• Requirement
Repeat exactly the lines from the start of the records below through the line that contains "pub trait AgentProber: Send", including both.

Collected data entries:
>>
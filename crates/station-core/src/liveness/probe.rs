//! Probe outcome type and prober trait.
//!
//! A probe never throws: every network failure, timeout, or non-200 response
//! is folded into [`ProbeOutcome::Down`] so the monitor's transition logic
//! consumes plain values.

use chrono::{DateTime, Utc};

/// Result of one liveness probe against an agent endpoint.
#[derive(Debug, Clone, PartialEq)]
pub enum ProbeOutcome {
    /// The agent answered HTTP 200. Carries the observation time, which
    /// becomes the agent's `last_seen_at` on transition to active.
    Up(DateTime<Utc>),

    /// Anything else: non-200 status, connection error, or timeout.
    Down(String),
}

impl ProbeOutcome {
    pub fn is_up(&self) -> bool {
        matches!(self, ProbeOutcome::Up(_))
    }
}

/// Issues bounded-timeout liveness probes.
///
/// The concrete HTTP implementation lives in station-infra; the monitor is
/// generic over this trait so its state machine can be tested with scripted
/// outcomes.
pub trait AgentProber: Send + Sync {
    /// Probe the agent reachable at `endpoint`.
    fn probe(
        &self,
        endpoint: &str,
    ) -> impl std::future::Future<Output = ProbeOutcome> + Send;
}
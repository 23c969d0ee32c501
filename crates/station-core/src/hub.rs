//! Fan-out notification hub for distributing `StationEvent` to subscribers.
//!
//! Each subscriber is issued an opaque monotonically increasing
//! [`SubscriberId`] on connect, so removal never depends on connection
//! identity. Delivery is best-effort: a subscriber whose channel has closed
//! is pruned during the broadcast that discovers it, and `broadcast` never
//! surfaces an error to the publisher.
//!
//! The subscriber set is guarded by a single exclusive lock held only across
//! structural changes and snapshots -- never across delivery -- so one slow
//! or dead subscriber cannot block `connect`/`disconnect` or other sends.

use std::collections::HashMap;
use std::sync::atomic::{AtomicU64, Ordering};

use station_types::event::StationEvent;
use tokio::sync::{Mutex, mpsc};

/// Opaque handle identifying one hub subscriber.
#[derive(Debug, Clone, Copy, PartialEq, Eq, Hash)]
pub struct SubscriberId(u64);

impl std::fmt::Display for SubscriberId {
    fn fmt(&self, f: &mut std::fmt::Formatter<'_>) -> std::fmt::Result {
        write!(f, "{}", self.0)
    }
}

/// A live subscription: the issued id plus the receiving end of the
/// subscriber's private event channel. Dropping the receiver makes the
/// subscriber stale; it is pruned on the next broadcast that reaches it.
pub struct Subscription {
    pub id: SubscriberId,
    pub receiver: mpsc::UnboundedReceiver<StationEvent>,
}

/// Best-effort fan-out hub, self-healing against dead subscribers.
pub struct NotificationHub {
    subscribers: Mutex<HashMap<SubscriberId, mpsc::UnboundedSender<StationEvent>>>,
    next_id: AtomicU64,
}

impl NotificationHub {
    pub fn new() -> Self {
        Self {
            subscribers: Mutex::new(HashMap::new()),
            next_id: AtomicU64::new(1),
        }
    }

    /// Register a new subscriber. Subsequent broadcasts include it.
    pub async fn connect(&self) -> Subscription {
        let id = SubscriberId(self.next_id.fetch_add(1, Ordering::Relaxed));
        let (sender, receiver) = mpsc::unbounded_channel();
        self.subscribers.lock().await.insert(id, sender);
        tracing::debug!(subscriber = %id, "hub subscriber connected");
        Subscription { id, receiver }
    }

    /// Remove a subscriber. Idempotent: removing an absent id is a no-op.
    pub async fn disconnect(&self, id: SubscriberId) {
        if self.subscribers.lock().await.remove(&id).is_some() {
            tracing::debug!(subscriber = %id, "hub subscriber disconnected");
        }
    }

    /// Deliver `event` to every connected subscriber.
    ///
    /// Takes a snapshot of the subscriber set so the lock is not held during
    /// delivery. Subscribers whose channel has closed are removed after the
    /// delivery pass. Never returns an error; failures are observable only
    /// as shrinkage of the subscriber set.
    pub async fn broadcast(&self, event: StationEvent) {
        let snapshot: Vec<(SubscriberId, mpsc::UnboundedSender<StationEvent>)> = {
            let subscribers = self.subscribers.lock().await;
            subscribers
                .iter()
                .map(|(id, tx)| (*id, tx.clone()))
                .collect()
        };

        let mut stale = Vec::new();
        for (id, sender) in snapshot {
            if sender.send(event.clone()).is_err() {
                stale.push(id);
            }
        }

        for id in stale {
            tracing::debug!(subscriber = %id, "pruning stale hub subscriber");
            self.disconnect(id).await;
        }
    }

    /// Number of currently connected subscribers.
    pub async fn subscriber_count(&self) -> usize {
        self.subscribers.lock().await.len()
    }
}

impl Default for NotificationHub {
    fn default() -> Self {
        Self::new()
    }
}

impl std::fmt::Debug for NotificationHub {
    fn fmt(&self, f: &mut std::fmt::Formatter<'_>) -> std::fmt::Result {
        f.debug_struct("NotificationHub").finish_non_exhaustive()
    }
}

#[cfg(test)]
mod tests {
    use super::*;
    use station_types::agent::Agent;

    fn sample_event() -> StationEvent {
        StationEvent::AgentStatusChanged {
            agent: Agent::new("a1", "Worker1", "http://localhost:9001"),
        }
    }

    #[tokio::test]
    async fn broadcast_reaches_every_subscriber() {
        let hub = NotificationHub::new();
        let mut sub1 = hub.connect().await;
        let mut sub2 = hub.connect().await;

        hub.broadcast(sample_event()).await;

        assert!(matches!(
            sub1.receiver.recv().await,
            Some(StationEvent::AgentStatusChanged { .. })
        ));
        assert!(matches!(
            sub2.receiver.recv().await,
            Some(StationEvent::AgentStatusChanged { .. })
        ));
    }

    #[tokio::test]
    async fn ids_are_unique_and_monotonic() {
        let hub = NotificationHub::new();
        let a = hub.connect().await;
        let b = hub.connect().await;
        assert_ne!(a.id, b.id);
        assert!(b.id.0 > a.id.0);
    }

    #[tokio::test]
    async fn failed_deliveries_prune_exactly_the_dead_subscribers() {
        let hub = NotificationHub::new();

        let mut live = Vec::new();
        let mut dead = Vec::new();
        for i in 0..5 {
            let sub = hub.connect().await;
            if i < 2 {
                dead.push(sub);
            } else {
                live.push(sub);
            }
        }
        // Closing the receiving end is what a dead connection looks like.
        drop(dead);
        assert_eq!(hub.subscriber_count().await, 5);

        hub.broadcast(sample_event()).await;

        assert_eq!(hub.subscriber_count().await, 3);
        for sub in &mut live {
            assert!(
                matches!(
                    sub.receiver.try_recv(),
                    Ok(StationEvent::AgentStatusChanged { .. })
                ),
                "surviving subscriber must still receive the event"
            );
        }
    }

    #[tokio::test]
    async fn disconnect_is_idempotent() {
        let hub = NotificationHub::new();
        let sub = hub.connect().await;
        hub.disconnect(sub.id).await;
        hub.disconnect(sub.id).await;
        assert_eq!(hub.subscriber_count().await, 0);
    }

    #[tokio::test]
    async fn disconnected_subscriber_receives_nothing_further() {
        let hub = NotificationHub::new();
        let mut sub = hub.connect().await;
        hub.disconnect(sub.id).await;

        hub.broadcast(sample_event()).await;

        // Channel sender was dropped on disconnect, so recv ends.
        assert!(sub.receiver.recv().await.is_none());
    }

    #[tokio::test]
    async fn events_arrive_in_broadcast_order_per_subscriber() {
        let hub = NotificationHub::new();
        let mut sub = hub.connect().await;

        for name in ["first", "second", "third"] {
            hub.broadcast(StationEvent::AgentStatusChanged {
                agent: Agent::new("a1", name, "http://localhost:9001"),
            })
            .await;
        }

        for expected in ["first", "second", "third"] {
            match sub.receiver.recv().await {
                Some(StationEvent::AgentStatusChanged { agent }) => {
                    assert_eq!(agent.name, expected);
                }
                other => panic!("unexpected event: {other:?}"),
            }
        }
    }

    #[tokio::test]
    async fn late_subscriber_misses_earlier_events() {
        let hub = NotificationHub::new();
        hub.broadcast(sample_event()).await;

        let mut sub = hub.connect().await;
        hub.broadcast(sample_event()).await;

        assert!(sub.receiver.recv().await.is_some());
        assert!(sub.receiver.try_recv().is_err());
    }
}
<<
• Your response
filename crates/station-core/src/liveness/probe.rs
//! Probe outcome type and prober trait.
//!
//! A probe never throws: every network failure, timeout, or non-200 response
//! is folded into [`ProbeOutcome::Down`] so the monitor's transition logic
//! consumes plain values.

use chrono::{DateTime, Utc};

/// Result of one liveness probe against an agent endpoint.
#[derive(Debug, Clone, PartialEq)]
pub enum ProbeOutcome {
    /// The agent answered HTTP 200. Carries the observation time, which
    /// becomes the agent's `last_seen_at` on transition to active.
    Up(DateTime<Utc>),

    /// Anything else: non-200 status, connection error, or timeout.
    Down(String),
}

impl ProbeOutcome {
    pub fn is_up(&self) -> bool {
        matches!(self, ProbeOutcome::Up(_))
    }
}

/// Issues bounded-timeout liveness probes.
///
/// The concrete HTTP implementation lives in station-infra; the monitor is
/// generic over this trait so its state machine can be tested with scripted
/// outcomes.
pub trait AgentProber: Send + Sync {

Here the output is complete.